(Records contained in a dataset)
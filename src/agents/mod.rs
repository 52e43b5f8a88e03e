//! LLM agent contracts and construction.
//!
//! Every agent in the system shares one polymorphic contract (execute an
//! input document, get an output document) realized over a provider-agnostic
//! [`chat::ChatModel`]. The eleven concrete variants are enumerated by
//! [`AgentKind`]; [`factory::Agents`] exposes a typed method per variant so
//! callers never handle raw JSON.
//!
//! Output parsing is deliberately forgiving: models wrap JSON in fences,
//! nest it under envelope keys, and drop computable fields. The
//! [`parse`] module recovers from all of that before anything is treated
//! as a failure.

pub mod chat;
pub mod factory;
pub mod http;
pub mod parse;
pub mod tools;

use miette::Diagnostic;
use serde::{Deserialize, Serialize};
use std::fmt;
use thiserror::Error;

pub use chat::{ChatMessage, ChatModel, ChatRequest, ChatResponse, ScriptedChatModel, ToolCall};
pub use factory::{AgentFactory, Agents};
pub use parse::{normalize_framework, recover_json};
pub use tools::{SearchResult, WebSearch};

/// The eleven agent variants the engine can construct.
#[derive(Clone, Copy, Debug, PartialEq, Eq, Hash, Serialize, Deserialize)]
#[serde(rename_all = "snake_case")]
pub enum AgentKind {
    IntentAnalyzer,
    CurriculumArchitect,
    StructureValidator,
    RoadmapEditor,
    TutorialGenerator,
    ResourceRecommender,
    QuizGenerator,
    ModificationAnalyzer,
    TutorialModifier,
    ResourceModifier,
    QuizModifier,
}

impl AgentKind {
    pub const ALL: [AgentKind; 11] = [
        AgentKind::IntentAnalyzer,
        AgentKind::CurriculumArchitect,
        AgentKind::StructureValidator,
        AgentKind::RoadmapEditor,
        AgentKind::TutorialGenerator,
        AgentKind::ResourceRecommender,
        AgentKind::QuizGenerator,
        AgentKind::ModificationAnalyzer,
        AgentKind::TutorialModifier,
        AgentKind::ResourceModifier,
        AgentKind::QuizModifier,
    ];

    #[must_use]
    pub fn encode(&self) -> &'static str {
        match self {
            AgentKind::IntentAnalyzer => "intent_analyzer",
            AgentKind::CurriculumArchitect => "curriculum_architect",
            AgentKind::StructureValidator => "structure_validator",
            AgentKind::RoadmapEditor => "roadmap_editor",
            AgentKind::TutorialGenerator => "tutorial_generator",
            AgentKind::ResourceRecommender => "resource_recommender",
            AgentKind::QuizGenerator => "quiz_generator",
            AgentKind::ModificationAnalyzer => "modification_analyzer",
            AgentKind::TutorialModifier => "tutorial_modifier",
            AgentKind::ResourceModifier => "resource_modifier",
            AgentKind::QuizModifier => "quiz_modifier",
        }
    }

    /// Whether this variant runs the bounded web-search tool loop.
    #[must_use]
    pub fn uses_tools(&self) -> bool {
        matches!(
            self,
            AgentKind::TutorialGenerator | AgentKind::ResourceRecommender
        )
    }
}

impl fmt::Display for AgentKind {
    fn fmt(&self, f: &mut fmt::Formatter<'_>) -> fmt::Result {
        f.write_str(self.encode())
    }
}

/// Errors surfaced by agent execution.
///
/// The runtime's error handler classifies these into its retry taxonomy:
/// `Provider` and `Timeout` are transient, `Parse` gets one re-prompt,
/// `InvalidDocument` surfaces immediately, `Cancelled` propagates.
#[derive(Debug, Error, Diagnostic)]
pub enum AgentError {
    /// The model endpoint failed (network error, 5xx, connect refusal).
    #[error("provider error ({provider}): {message}")]
    #[diagnostic(
        code(roadweave::agents::provider),
        help("Transient by classification; the error handler retries with backoff.")
    )]
    Provider { provider: String, message: String },

    /// The per-call soft timeout elapsed.
    #[error("LLM call timed out after {seconds}s")]
    #[diagnostic(code(roadweave::agents::timeout))]
    Timeout { seconds: u64 },

    /// No parsing strategy could recover a JSON document from the response.
    #[error("unrecoverable model output: {reason}")]
    #[diagnostic(
        code(roadweave::agents::parse),
        help("The error handler re-prompts once before surfacing this.")
    )]
    Parse { reason: String },

    /// The recovered document does not satisfy the variant's output shape.
    #[error("structurally invalid {what}: {message}")]
    #[diagnostic(code(roadweave::agents::invalid_document))]
    InvalidDocument { what: &'static str, message: String },

    /// No configuration exists for the requested variant.
    #[error("agent not configured: {kind}")]
    #[diagnostic(
        code(roadweave::agents::unconfigured),
        help("Add a {kind} entry to the agent configuration map.")
    )]
    Unconfigured { kind: AgentKind },

    /// The surrounding workflow was cancelled.
    #[error("agent call cancelled")]
    #[diagnostic(code(roadweave::agents::cancelled))]
    Cancelled,
}

#[cfg(test)]
mod tests {
    use super::*;

    #[test]
    fn eleven_variants() {
        assert_eq!(AgentKind::ALL.len(), 11);
    }

    #[test]
    fn only_content_finders_use_tools() {
        let tool_users: Vec<_> = AgentKind::ALL.iter().filter(|k| k.uses_tools()).collect();
        assert_eq!(
            tool_users,
            vec![&AgentKind::TutorialGenerator, &AgentKind::ResourceRecommender]
        );
    }
}
//! End-to-end executor scenarios: the happy path through human review and
//! content fan-out, rejection, the editor loop, parse recovery, retries,
//! and terminal no-ops.

mod common;

use serde_json::json;

use common::{
    Harness, curriculum_body, intent_body, quiz_body, resources_body, scripted_agents,
    tutorial_body, validation_fail_body, validation_pass_body,
};
use roadweave::agents::{AgentError, AgentKind, ChatMessage, ScriptedChatModel};
use roadweave::checkpoint::Checkpointer;
use roadweave::config::EngineConfig;
use roadweave::model::Task;
use roadweave::queue::{QueueName, TaskQueue};
use roadweave::repo::{QuizRepo, ResourceRepo, RoadmapRepo, TutorialRepo};
use roadweave::runtime::CancelToken;
use roadweave::runtime::content::ContentJobSpec;
use roadweave::runtime::executor::RunOutcome;
use roadweave::types::{ArtifactKind, ContentStatus, ReviewDecision, TaskStatus, WorkflowStep};

fn new_task(task_id: &str) -> Task {
    Task::new(
        task_id.to_string(),
        "user-1".to_string(),
        "roadmap_generation",
        json!({"goal": "Learn Python"}),
    )
}

#[tokio::test]
async fn happy_path_single_concept() {
    let harness = Harness::new(EngineConfig::default()).await;
    harness.insert_task(&new_task("t1")).await;

    let executor = harness.executor(scripted_agents(vec![
        (
            AgentKind::IntentAnalyzer,
            ScriptedChatModel::new(vec![ChatMessage::assistant(intent_body())]),
        ),
        (
            AgentKind::CurriculumArchitect,
            ScriptedChatModel::new(vec![ChatMessage::assistant(curriculum_body(1))]),
        ),
        (
            AgentKind::StructureValidator,
            ScriptedChatModel::new(vec![ChatMessage::assistant(validation_pass_body())]),
        ),
    ]));

    let outcome = executor.run("t1", CancelToken::never()).await.unwrap();
    assert_eq!(outcome, RunOutcome::Suspended(WorkflowStep::HumanReview));
    assert_eq!(
        harness.get_task("t1").await.status,
        TaskStatus::HumanReviewPending
    );

    let outcome = executor
        .resume("t1", ReviewDecision::Approve, CancelToken::never())
        .await
        .unwrap();
    assert_eq!(outcome, RunOutcome::HandedOff);

    // The content runner parked a fan-out job on the content queue.
    let job = harness
        .queue
        .poll(QueueName::Content)
        .await
        .unwrap()
        .expect("content job enqueued");
    let spec = ContentJobSpec::from_payload(&job.payload).expect("content payload");
    assert_eq!(spec.task_id, "t1");
    assert_eq!(spec.kinds.len(), 3);

    let content = harness.content_engine(scripted_agents(vec![
        (
            AgentKind::TutorialGenerator,
            ScriptedChatModel::new(vec![ChatMessage::assistant(tutorial_body())]),
        ),
        (
            AgentKind::ResourceRecommender,
            ScriptedChatModel::new(vec![ChatMessage::assistant(resources_body())]),
        ),
        (
            AgentKind::QuizGenerator,
            ScriptedChatModel::new(vec![ChatMessage::assistant(quiz_body())]),
        ),
    ]));
    let report = content.run(&spec, &CancelToken::never()).await.unwrap();
    assert_eq!(report.status, TaskStatus::Completed);
    assert!(report.failed_concepts.is_empty());

    let task = harness.get_task("t1").await;
    assert_eq!(task.status, TaskStatus::Completed);
    let roadmap_id = task.roadmap_id.expect("roadmap assigned");

    // Detail rows and the framework projection agree (dual-store
    // convergence).
    let mut scope = harness.repos.begin().await.unwrap();
    let tutorials = TutorialRepo::list_for_roadmap(&mut scope, &roadmap_id).await.unwrap();
    let resources = ResourceRepo::list_for_roadmap(&mut scope, &roadmap_id).await.unwrap();
    let quizzes = QuizRepo::list_for_roadmap(&mut scope, &roadmap_id).await.unwrap();
    let roadmap = RoadmapRepo::get(&mut scope, &roadmap_id).await.unwrap();
    scope.commit().await.unwrap();

    assert_eq!(tutorials.len(), 1);
    assert!(tutorials[0].is_latest);
    assert_eq!(tutorials[0].content_version, 1);
    assert_eq!(resources.len(), 1);
    assert_eq!(quizzes.len(), 1);

    let concept = roadmap.framework.concept("c1").unwrap();
    for kind in ArtifactKind::ALL {
        assert_eq!(concept.artifact_status(kind), ContentStatus::Completed);
        assert!(concept.artifact_id(kind).is_some());
    }

    // Driving a terminal workflow again is a no-op (and calls no agents:
    // every script above is already exhausted).
    let replay = executor.run("t1", CancelToken::never()).await.unwrap();
    assert_eq!(replay, RunOutcome::Completed(TaskStatus::Completed));
}

#[tokio::test]
async fn human_rejection_is_terminal_and_skips_content() {
    let harness = Harness::new(EngineConfig::default()).await;
    harness.insert_task(&new_task("t1")).await;

    let executor = harness.executor(scripted_agents(vec![
        (
            AgentKind::IntentAnalyzer,
            ScriptedChatModel::new(vec![ChatMessage::assistant(intent_body())]),
        ),
        (
            AgentKind::CurriculumArchitect,
            ScriptedChatModel::new(vec![ChatMessage::assistant(curriculum_body(2))]),
        ),
        (
            AgentKind::StructureValidator,
            ScriptedChatModel::new(vec![ChatMessage::assistant(validation_pass_body())]),
        ),
    ]));

    let outcome = executor.run("t1", CancelToken::never()).await.unwrap();
    assert_eq!(outcome, RunOutcome::Suspended(WorkflowStep::HumanReview));

    let outcome = executor
        .resume("t1", ReviewDecision::Reject, CancelToken::never())
        .await
        .unwrap();
    assert_eq!(outcome, RunOutcome::Completed(TaskStatus::Rejected));
    assert_eq!(harness.get_task("t1").await.status, TaskStatus::Rejected);

    // No content job was ever enqueued.
    assert!(harness.queue.poll(QueueName::Content).await.unwrap().is_none());

    // A later decision cannot reopen the task.
    let replay = executor
        .resume("t1", ReviewDecision::Approve, CancelToken::never())
        .await
        .unwrap();
    assert_eq!(replay, RunOutcome::Completed(TaskStatus::Rejected));
}

#[tokio::test]
async fn editor_revises_until_validation_passes() {
    let mut config = EngineConfig::default();
    config.workflow.skip_human_review = true;
    config.workflow.skip_content_generation = true;
    let harness = Harness::new(config).await;
    harness.insert_task(&new_task("t1")).await;

    let executor = harness.executor(scripted_agents(vec![
        (
            AgentKind::IntentAnalyzer,
            ScriptedChatModel::new(vec![ChatMessage::assistant(intent_body())]),
        ),
        (
            AgentKind::CurriculumArchitect,
            ScriptedChatModel::new(vec![ChatMessage::assistant(curriculum_body(1))]),
        ),
        (
            AgentKind::StructureValidator,
            ScriptedChatModel::new(vec![
                ChatMessage::assistant(validation_fail_body()),
                ChatMessage::assistant(validation_pass_body()),
            ]),
        ),
        (
            AgentKind::RoadmapEditor,
            ScriptedChatModel::new(vec![ChatMessage::assistant(curriculum_body(2))]),
        ),
    ]));

    let outcome = executor.run("t1", CancelToken::never()).await.unwrap();
    assert_eq!(outcome, RunOutcome::Completed(TaskStatus::Completed));

    let checkpoint = harness
        .checkpointer
        .load_latest("t1")
        .await
        .unwrap()
        .expect("checkpointed");
    assert_eq!(checkpoint.state.edit_cycles, 1);
    let report = checkpoint.state.validation.expect("revalidated");
    assert!(report.issues.is_empty());
    // The revised framework replaced the original.
    assert_eq!(checkpoint.state.framework.unwrap().concepts().count(), 2);
}

#[tokio::test]
async fn curriculum_parse_recovery_normalizes_framework() {
    let mut config = EngineConfig::default();
    config.workflow.skip_validation = true;
    config.workflow.skip_human_review = true;
    config.workflow.skip_content_generation = true;
    let harness = Harness::new(config).await;
    harness.insert_task(&new_task("t1")).await;

    // Fenced, wrapped under "output", and missing order/total fields.
    let body = "```json\n{\"output\":{\"stages\":[{\"title\":\"S\",\"modules\":[{\"title\":\"M\",\"concepts\":[{\"concept_id\":\"c1\",\"title\":\"C\",\"estimated_hours\":10.0}]}]}]}}\n```";
    let executor = harness.executor(scripted_agents(vec![
        (
            AgentKind::IntentAnalyzer,
            ScriptedChatModel::new(vec![ChatMessage::assistant(intent_body())]),
        ),
        (
            AgentKind::CurriculumArchitect,
            ScriptedChatModel::new(vec![ChatMessage::assistant(body)]),
        ),
    ]));

    let outcome = executor.run("t1", CancelToken::never()).await.unwrap();
    assert_eq!(outcome, RunOutcome::Completed(TaskStatus::Completed));

    let roadmap_id = harness.get_task("t1").await.roadmap_id.unwrap();
    let mut scope = harness.repos.begin().await.unwrap();
    let roadmap = RoadmapRepo::get(&mut scope, &roadmap_id).await.unwrap();
    scope.commit().await.unwrap();

    assert_eq!(roadmap.framework.stages[0].order, 1);
    assert_eq!(roadmap.framework.total_estimated_hours, 10.0);
    // intent says 5 hours/week → ceil(10 / 5) = 2 weeks.
    assert_eq!(roadmap.framework.recommended_completion_weeks, 2);
}

#[tokio::test]
async fn transient_provider_errors_are_retried() {
    let mut config = EngineConfig::default();
    config.workflow.skip_validation = true;
    config.workflow.skip_human_review = true;
    config.workflow.skip_content_generation = true;
    let harness = Harness::new(config).await;
    harness.insert_task(&new_task("t1")).await;

    let flaky = ScriptedChatModel::with_outcomes(vec![
        Err(AgentError::Provider {
            provider: "http".into(),
            message: "503".into(),
        }),
        Ok(ChatMessage::assistant(intent_body())),
    ]);
    let executor = harness.executor(scripted_agents(vec![
        (AgentKind::IntentAnalyzer, flaky),
        (
            AgentKind::CurriculumArchitect,
            ScriptedChatModel::new(vec![ChatMessage::assistant(curriculum_body(1))]),
        ),
    ]));

    let outcome = executor.run("t1", CancelToken::never()).await.unwrap();
    assert_eq!(outcome, RunOutcome::Completed(TaskStatus::Completed));
}

#[tokio::test]
async fn exhausted_transient_retries_fail_the_task() {
    let mut config = EngineConfig::default();
    config.workflow.skip_validation = true;
    config.workflow.skip_human_review = true;
    config.workflow.skip_content_generation = true;
    let harness = Harness::new(config).await;
    harness.insert_task(&new_task("t1")).await;

    // The scripted model fails every call once its (empty) script runs dry.
    let executor = harness.executor(scripted_agents(vec![(
        AgentKind::IntentAnalyzer,
        ScriptedChatModel::new(vec![]),
    )]));

    let outcome = executor.run("t1", CancelToken::never()).await.unwrap();
    assert!(matches!(outcome, RunOutcome::Failed(_)));
    let task = harness.get_task("t1").await;
    assert_eq!(task.status, TaskStatus::Failed);
    assert!(task.error.is_some());
}
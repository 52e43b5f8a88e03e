//! Queue worker loops.
//!
//! Two roles: the *content worker* drains the content queue (workflow
//! drives and content fan-out jobs) and the *logs worker* drains the logs
//! queue (execution-log appends). Both loops are shutdown-aware: they poll
//! with a short wait and exit when the cancel token fires.
//!
//! Job handling is at-least-once: a job is acked when its effect is durable
//! or provably already applied, and nacked with a delay when the failure
//! looks retryable.

use std::sync::Arc;
use std::time::Duration;

use crate::queue::{Job, JobPayload, QueueName, TaskQueue};
use crate::repo::{ExecutionLogRepo, RepoFactory};

use super::cancel::CancelToken;
use super::content::{ContentEngine, ContentError, ContentJobSpec};
use super::executor::{ExecutorError, WorkflowExecutor};

/// Delay before a failed job is redelivered.
const NACK_DELAY: Duration = Duration::from_secs(5);

/// Drain the content queue until cancelled.
pub async fn run_content_worker(
    queue: Arc<dyn TaskQueue>,
    executor: Arc<WorkflowExecutor>,
    content: Arc<ContentEngine>,
    cancel: CancelToken,
) {
    loop {
        if cancel.is_cancelled() {
            return;
        }
        let job = match queue.poll(QueueName::Content).await {
            Ok(Some(job)) => job,
            Ok(None) => continue,
            Err(error) => {
                tracing::error!(error = %error, "content queue poll failed; worker exiting");
                return;
            }
        };
        handle_content_job(&queue, &executor, &content, job, &cancel).await;
    }
}

async fn handle_content_job(
    queue: &Arc<dyn TaskQueue>,
    executor: &Arc<WorkflowExecutor>,
    content: &Arc<ContentEngine>,
    job: Job,
    cancel: &CancelToken,
) {
    let job_id = job.job_id.clone();
    match &job.payload {
        JobPayload::RunWorkflow { task_id } => {
            match executor.run(task_id, cancel.clone()).await {
                Ok(_) => ack(queue, &job_id).await,
                // Fatal node failures already moved the task to failed;
                // redelivery would be a no-op against a terminal row.
                Err(ExecutorError::NodeFatal { .. }) => ack(queue, &job_id).await,
                Err(error) => {
                    tracing::error!(
                        task_id = %task_id,
                        error = %error,
                        "workflow drive failed; requeueing"
                    );
                    nack(queue, &job_id).await;
                }
            }
        }
        JobPayload::GenerateContent { .. } => {
            let Some(spec) = ContentJobSpec::from_payload(&job.payload) else {
                ack(queue, &job_id).await;
                return;
            };
            match content.run(&spec, cancel).await {
                Ok(_) => ack(queue, &job_id).await,
                // Cancellation persisted partial progress; the sweeper
                // owns the retry, not the queue.
                Err(ContentError::Cancelled) => ack(queue, &job_id).await,
                Err(error) => {
                    tracing::error!(
                        task_id = %spec.task_id,
                        error = %error,
                        "content fan-out failed; requeueing"
                    );
                    nack(queue, &job_id).await;
                }
            }
        }
        JobPayload::AppendLog { .. } => {
            // Misrouted; the logs worker owns these.
            ack(queue, &job_id).await;
        }
    }
}

/// Drain the logs queue until cancelled.
pub async fn run_logs_worker(
    queue: Arc<dyn TaskQueue>,
    repos: Arc<RepoFactory>,
    cancel: CancelToken,
) {
    loop {
        if cancel.is_cancelled() {
            return;
        }
        let job = match queue.poll(QueueName::Logs).await {
            Ok(Some(job)) => job,
            Ok(None) => continue,
            Err(error) => {
                tracing::error!(error = %error, "logs queue poll failed; worker exiting");
                return;
            }
        };
        let JobPayload::AppendLog { entry } = &job.payload else {
            ack(&queue, &job.job_id).await;
            continue;
        };
        let result = async {
            let mut scope = repos.begin().await?;
            ExecutionLogRepo::append(&mut scope, entry).await?;
            scope.commit().await
        }
        .await;
        match result {
            Ok(()) => ack(&queue, &job.job_id).await,
            Err(error) => {
                tracing::warn!(error = %error, "execution log append failed; requeueing");
                nack(&queue, &job.job_id).await;
            }
        }
    }
}

async fn ack(queue: &Arc<dyn TaskQueue>, job_id: &str) {
    if let Err(error) = queue.ack(job_id).await {
        tracing::warn!(job_id, error = %error, "ack failed");
    }
}

async fn nack(queue: &Arc<dyn TaskQueue>, job_id: &str) {
    if let Err(error) = queue.nack(job_id, NACK_DELAY).await {
        tracing::warn!(job_id, error = %error, "nack failed");
    }
}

**WORK REQUIRED**
Search the entries for the word "when", then list each line that holds it.

**RESULT**
//! with a short wait and exit when the cancel token fires.
//! Job handling is at-least-once: a job is acked when its effect is durable
//! or provably already applied, and nacked with a delay when the failure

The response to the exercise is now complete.